Zhang Huan, Poppy Field No. 8, 2010. (© Zhang Huan Studio, Courtesy of Pace Gallery)

NEW YORK - Although I grew up as a Christian, I must confess that when it comes to aesthetics I am more drawn to Alexander McQueen’s skull-embellished clutches than those in Domenico Ghirlandaio’s St. Jerome in His Study or Pieter Claesz’s Vanitas. Even Damien Hirst’s diamond-encrusted skull fails to enchant me. This weekend, however, a visit to Zhang Huan’s Poppy Fields solo exhibition at Pace Gallery did manage to transport me on a psychedelic journey to Tibet.

Drawing on the rich iconography of Tibetan Buddhism, known in China for its penchant for esoteric teachings and symbolism, Zhang Huan turned a colorful Tibetan art motif into a kaleidoscopic abstraction of the human search for freedom from the unending suffering of rebirths and deaths. One of the lynchpins underlying Buddhist philosophy: birth, not death, is the source of human suffering. All sentient beings are subject to endless rebirths. Only true enlightenment can liberate one from the entrapment of reincarnations. In this light, death is not an end-point of life, nor is it a fearful state of non-existence.

In Tibetan Buddhist rituals and religious art, the skull is a ubiquitous iconographic symbol. At the top of a club or a drum, as a part of the libation vessel for Tantric ceremonies, or in the form of a garland, a necklace, or a crown, skulls are talismans against human beings’ helpless attachment to the self and attending sufferings. For a Buddhist, death itself promises no greater suffering than endless rebirth and reincarnation do.

      
Tibetan religious art that has inspired Zhang Huan’s Poppy Fields series in terms of iconography and color schemes.  As depicted therein, smiling skulls adorn the foreheads of some deities.  (© An Li).

Zhang filled his canvases with the smiling skulls of Tibetan Buddhism. At a distance, their vibrant colors suggest a state of hallucination, resulting from the “addictive” sentiments of cravings inescapably experienced by all human beings. Upon closer examination, the flower-like circles become piles of toothy smiling faces, large and small, that seem to be laughing at the human attempt to avoid mortality. Some pictures clearly delineate the contours of individual skulls, while others have a thicker impasto applied where the outlines of the skulls seem to have dissolved.  All in all, these images are not macabre, but are captivating because they draw on our imaginations.


Tibetan religious art that has inspired Zhang Huan’s Poppy Fields series in terms of iconography and color schemes.  As depicted therein, smiling skulls adorn the foreheads of some deities.  (© An Li).

Zhang’s fascination with the skull dates back to his adolescence.
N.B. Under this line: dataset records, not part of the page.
//! Query service

use crate::config::models::ingest::IngestConfig;
use crate::core::models::{
    Batch, OutcomeTally, Page, PageRequest, ReasonCount, RecordFilter, RecordView,
};
use crate::core::traits::RegistryStore;
use crate::utils::error::{RegistryError, Result};
use std::sync::Arc;
use tracing::debug;
use uuid::Uuid;

/// Page size used when a listing request does not name one
pub const DEFAULT_PAGE_SIZE: u64 = 50;
/// Largest page a listing request may ask for
pub const MAX_PAGE_SIZE: u64 = 1000;

/// Tallies, histograms and listings over the registry
#[derive(Clone)]
pub struct RegistryQueries {
    store: Arc<dyn RegistryStore>,
    accepted_marker: String,
    rejected_marker: String,
}

impl RegistryQueries {
    pub fn new(store: Arc<dyn RegistryStore>, config: &IngestConfig) -> Self {
        Self {
            store,
            accepted_marker: config.accepted_marker.to_lowercase(),
            rejected_marker: config.rejected_marker.to_lowercase(),
        }
    }

    /// Accepted and rejected counts, matching outcome labels by substring
    /// regardless of case
    pub async fn tally(&self, batch_id: Option<Uuid>) -> Result<OutcomeTally> {
        let (accepted, rejected) = tokio::try_join!(
            self.store.count_outcomes_containing(&self.accepted_marker, batch_id),
            self.store.count_outcomes_containing(&self.rejected_marker, batch_id),
        )?;
        debug!("Outcome tally: {} accepted, {} rejected", accepted, rejected);
        Ok(OutcomeTally { accepted, rejected })
    }

    /// Non-empty rejection reasons, most frequent first
    pub async fn rejection_reasons(&self, batch_id: Option<Uuid>) -> Result<Vec<ReasonCount>> {
        self.store.rejection_reason_counts(batch_id).await
    }

    /// Every stored record without pagination.
    ///
    /// Response size grows with the store; meant for exports, not for
    /// general list traffic.
    pub async fn all_records(&self) -> Result<Vec<RecordView>> {
        self.store.all_records().await
    }

    /// One page of records matching `filter`
    pub async fn list_records(
        &self,
        filter: &RecordFilter,
        page: Option<u64>,
        page_size: Option<u64>,
    ) -> Result<(Page<RecordView>, PageRequest)> {
        let request = Self::page_request(page, page_size)?;
        let result = self.store.list_records(filter, request).await?;
        Ok((result, request))
    }

    /// A single record
    pub async fn record(&self, id: Uuid) -> Result<RecordView> {
        self.store
            .find_record(id)
            .await?
            .ok_or_else(|| RegistryError::not_found(format!("Record {} not found", id)))
    }

    /// All batches, newest first
    pub async fn list_batches(&self) -> Result<Vec<Batch>> {
        self.store.list_batches().await
    }

    /// A single batch
    pub async fn batch(&self, id: Uuid) -> Result<Batch> {
        self.store
            .find_batch(id)
            .await?
            .ok_or_else(|| RegistryError::not_found(format!("Batch {} not found", id)))
    }

    fn page_request(page: Option<u64>, page_size: Option<u64>) -> Result<PageRequest> {
        let page = page.unwrap_or(1);
        let page_size = page_size.unwrap_or(DEFAULT_PAGE_SIZE);
        if page == 0 {
            return Err(RegistryError::validation("page must be at least 1"));
        }
        if page_size == 0 || page_size > MAX_PAGE_SIZE {
            return Err(RegistryError::validation(format!(
                "page_size must be between 1 and {}",
                MAX_PAGE_SIZE
            )));
        }
        let in_range = (page - 1)
            .checked_mul(page_size)
            .is_some_and(|offset| offset <= i64::MAX as u64);
        if !in_range {
            return Err(RegistryError::validation(format!(
                "page {} is out of range for page_size {}",
                page, page_size
            )));
        }
        Ok(PageRequest { page, page_size })
    }
}
//! Column names of the FONASA cut file

pub const RUN: &str = "RUN";
pub const DV: &str = "DV";
pub const NOMBRES: &str = "NOMBRES";
pub const APELLIDO_PATERNO: &str = "APELLIDO_PATERNO";
pub const APELLIDO_MATERNO: &str = "APELLIDO_MATERNO";
pub const FECHA_NACIMIENTO: &str = "FECHA_NACIMIENTO";
pub const GENERO: &str = "GENERO";
pub const TRAMO: &str = "TRAMO";
pub const COD_CENTRO: &str = "COD_CENTRO";
pub const NOMBRE_CENTRO: &str = "NOMBRE_CENTRO";
pub const CODIGO_CENTRO_PROCEDENCIA: &str = "CODIGO_CENTRO_PROCEDENCIA";
pub const NOMBRE_CENTRO_PROCEDENCIA: &str = "NOMBRE_CENTRO_PROCEDENCIA";
pub const CODIGO_COMUNA_PROCEDENCIA: &str = "CODIGO_COMUNA_PROCEDENCIA";
pub const NOMBRE_COMUNA_PROCEDENCIA: &str = "NOMBRE_COMUNA_PROCEDENCIA";
pub const CODIGO_CENTRO_DESTINO: &str = "CODIGO_CENTRO_DESTINO";
pub const NOMBRE_CENTRO_DESTINO: &str = "NOMBRE_CENTRO_DESTINO";
pub const CODIGO_COMUNA_DESTINO: &str = "CODIGO_COMUNA_DESTINO";
pub const NOMBRE_COMUNA_DESTINO: &str = "NOMBRE_COMUNA_DESTINO";
pub const TRASLADO_POSITIVO: &str = "TRASLADO_POSITIVO";
pub const TRASLADO_NEGATIVO: &str = "TRASLADO_NEGATIVO";
pub const NUEVO_INSCRITO: &str = "NUEVO_INSCRITO";
pub const EXBLOQUEADO: &str = "EXBLOQUEADO";
pub const RECHAZADO_PREVISIONAL: &str = "RECHAZADO_PREVISIONAL";
pub const RECHAZADO_FALLECIDO: &str = "RECHAZADO_FALLECIDO";
pub const AUTORIZADO: &str = "AUTORIZADO";
pub const ACEPTADO_RECHAZADO: &str = "ACEPTADO_RECHAZADO";
pub const MOTIVO: &str = "MOTIVO";

/// Indicator columns holding a literal `X` or blank
pub const FLAG_COLUMNS: [&str; 7] = [
    TRASLADO_POSITIVO,
    TRASLADO_NEGATIVO,
    NUEVO_INSCRITO,
    EXBLOQUEADO,
    RECHAZADO_PREVISIONAL,
    RECHAZADO_FALLECIDO,
    AUTORIZADO,
];

/// Every column the normalizer reads, in file order
pub const EXPECTED_COLUMNS: [&str; 27] = [
    RUN,
    DV,
    NOMBRES,
    APELLIDO_PATERNO,
    APELLIDO_MATERNO,
    FECHA_NACIMIENTO,
    GENERO,
    TRAMO,
    COD_CENTRO,
    NOMBRE_CENTRO,
    CODIGO_CENTRO_PROCEDENCIA,
    NOMBRE_CENTRO_PROCEDENCIA,
    CODIGO_COMUNA_PROCEDENCIA,
    NOMBRE_COMUNA_PROCEDENCIA,
    CODIGO_CENTRO_DESTINO,
    NOMBRE_CENTRO_DESTINO,
    CODIGO_COMUNA_DESTINO,
    NOMBRE_COMUNA_DESTINO,
    TRASLADO_POSITIVO,
    TRASLADO_NEGATIVO,
    NUEVO_INSCRITO,
    EXBLOQUEADO,
    RECHAZADO_PREVISIONAL,
    RECHAZADO_FALLECIDO,
    AUTORIZADO,
    ACEPTADO_RECHAZADO,
    MOTIVO,
];
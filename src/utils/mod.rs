//! Utility modules for the registry service
//!
//! - **error**: crate error type and its HTTP mapping
//! - **logging**: tracing subscriber setup

pub mod error; // Error handling
pub mod logging; // Logging
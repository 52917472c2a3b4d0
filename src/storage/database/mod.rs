//! Database storage implementation using SeaORM
//!
//! This module provides database connectivity and operations using SeaORM ORM.

/// Database entities module
pub mod entities;
/// Database migration module
pub mod migration;
/// SeaORM database implementation module
pub mod seaorm_db;

// Re-export the main database interface
pub use seaorm_db::SeaOrmDatabase as Database;
pub use seaorm_db::{DatabaseBackendType, DatabaseStats};
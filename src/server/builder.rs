//! Server builder and run_server function

use crate::config::Config;
use crate::server::server::HttpServer;
use crate::utils::error::{RegistryError, Result};
use tracing::info;

/// Server builder for easier configuration
pub struct ServerBuilder {
    config: Option<Config>,
}

impl ServerBuilder {
    /// Create a new server builder
    pub fn new() -> Self {
        Self { config: None }
    }

    /// Set configuration
    pub fn with_config(mut self, config: Config) -> Self {
        self.config = Some(config);
        self
    }

    /// Build the HTTP server
    pub async fn build(self) -> Result<HttpServer> {
        let config = self
            .config
            .ok_or_else(|| RegistryError::Config("Configuration is required".to_string()))?;

        HttpServer::new(&config).await
    }
}

impl Default for ServerBuilder {
    fn default() -> Self {
        Self::new()
    }
}

/// Build and run the server until it is stopped
pub async fn run_server(config: Config) -> Result<()> {
    info!("Starting FONASA registry service");

    let server = ServerBuilder::new().with_config(config).build().await?;
    info!("Server starting at: http://{}", server.config().address());
    info!("API Endpoints:");
    info!("   GET    /health - Health check");
    info!("   POST   /api/batches - Upload a cut file");
    info!("   GET    /api/batches - Batch list");
    info!("   DELETE /api/batches/{{id}} - Delete a batch and its records");
    info!("   GET    /api/records - Filtered record listing");
    info!("   GET    /api/records/stats - Accepted/rejected tally");
    info!("   GET    /api/records/reasons - Rejection reason histogram");

    server.start().await
}
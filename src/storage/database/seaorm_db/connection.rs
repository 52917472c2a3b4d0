use crate::config::DatabaseConfig;
use crate::utils::error::{RegistryError, Result};
use sea_orm::*;
use sea_orm_migration::MigratorTrait;
use std::time::Duration;
use tracing::{debug, info, warn};

use super::super::entities;
use super::super::migration::Migrator;
use super::types::{DatabaseBackendType, DatabaseStats, SeaOrmDatabase};

impl SeaOrmDatabase {
    /// Create a new database connection
    pub async fn new(config: &DatabaseConfig) -> Result<Self> {
        let backend_type = DatabaseBackendType::from_url(&config.url);

        let mut opt = ConnectOptions::new(config.url.clone());
        opt.max_connections(config.max_connections)
            .min_connections(1)
            .connect_timeout(Duration::from_secs(config.connection_timeout))
            .acquire_timeout(Duration::from_secs(30))
            .sqlx_logging(true)
            .sqlx_logging_level(log::LevelFilter::Debug);

        // An in-memory database lives exactly as long as its only connection
        if !config.is_in_memory() {
            opt.idle_timeout(Duration::from_secs(600))
                .max_lifetime(Duration::from_secs(3600));
        }

        let db = Database::connect(opt)
            .await
            .map_err(RegistryError::Database)?;

        info!("Database connection established ({:?})", backend_type);
        Ok(Self { db, backend_type })
    }

    /// Get the current backend type
    pub fn backend_type(&self) -> DatabaseBackendType {
        self.backend_type
    }

    /// Run database migrations
    pub async fn migrate(&self) -> Result<()> {
        info!("Running database migrations...");
        Migrator::up(&self.db, None).await.map_err(|e| {
            warn!("Migration failed: {}", e);
            RegistryError::Database(e)
        })?;
        info!("Database migrations completed successfully");
        Ok(())
    }

    /// Get the underlying database connection
    pub fn connection(&self) -> &DatabaseConnection {
        &self.db
    }

    /// Close the database connection
    pub async fn close(self) -> Result<()> {
        self.db.close().await.map_err(RegistryError::Database)?;
        Ok(())
    }

    /// Health check
    pub async fn health_check(&self) -> Result<()> {
        debug!("Performing database health check");

        let _result = entities::Batch::find()
            .limit(1)
            .all(&self.db)
            .await
            .map_err(RegistryError::Database)?;

        debug!("Database health check passed");
        Ok(())
    }

    /// Get database statistics
    pub async fn stats(&self) -> Result<DatabaseStats> {
        let batches = entities::Batch::find()
            .count(&self.db)
            .await
            .map_err(RegistryError::Database)?;
        let records = entities::Record::find()
            .count(&self.db)
            .await
            .map_err(RegistryError::Database)?;
        Ok(DatabaseStats { batches, records })
    }
}
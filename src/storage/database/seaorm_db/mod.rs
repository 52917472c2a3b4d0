// Module declarations
mod analytics_ops;
mod batch_ops;
mod connection;
mod conversions;
mod record_ops;
mod store;
mod types;

// Re-export public types
pub use types::{DatabaseBackendType, DatabaseStats, SeaOrmDatabase};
His previous paintings, most notably from the Ash series, as well as sculptures, have made ample allusions to the skull’s power of mystery. But his Poppy Fields paintings are both a continuation of and a departure from his previous efforts. Here, the skulls have become abstract, all-encompassing references. Their happy faces, conjured up by thick, impenetrable layers of paint, have replaced the grim hollowness of previous renditions. Unlike the monochromic color scheme in his other skull-themed works, the pigments of the Poppy Fields paintings are dazzling. While Zhang’s color combinations differ from those in Tibetan art, which are traditionally centered around red, green, blue, yellow and white, they often give rise to a similar explosion of ecstatic hues.


Zhang Huan, Ash Skull No. 25, 2007. (© Zhang Huan Studio, Courtesy of Pace Gallery)

As I wandered through the gallery, I could not help wondering: under what circumstances would one see a mound of skulls?

As the Dalai Lama wrote in My Land and My People, during his meeting with Mao on the final day of his visit to Beijing in 1955, Mao preached, “ . . . But you need to learn this: religion is poison . . .poison. Like a poison it weakens the race. Like a drug it retards the mind of people and society: the opium of the people. Tibet has been poisoned by religion and your people are poisoned and inferior.” Alluding to Karl Marx’s maxim that religion is the opium of the masses, Mao’s cautionary admonition sent a chill through the Dalai Lama’s spine.


Zhang Huan, Poppy Field No. 16, 2013, detail (© Zhang Huan Studio, Courtesy of Pace Gallery)

But Zhang Huan’s Poppy Fields is more than just a reference to a specific historical context. Cushioned in Tibetan Buddhist symbolism, Poppy Fields represents a resistance to an overly politicized interpretation of anything that has to do with Tibet. It invites us to explore a deeper layer of the universal human condition as unfolding through these skulls.


This sub-buried skull made of braided ropes graced one of the courtyards at Zhang Huan’s Shanghai studio when I visited him in January 2011 (Photo by Chiu-Ti Jansen).

Chiu-Ti Jansen is a TV presenter, a publisher and a writer based in New York City with a pulse on China.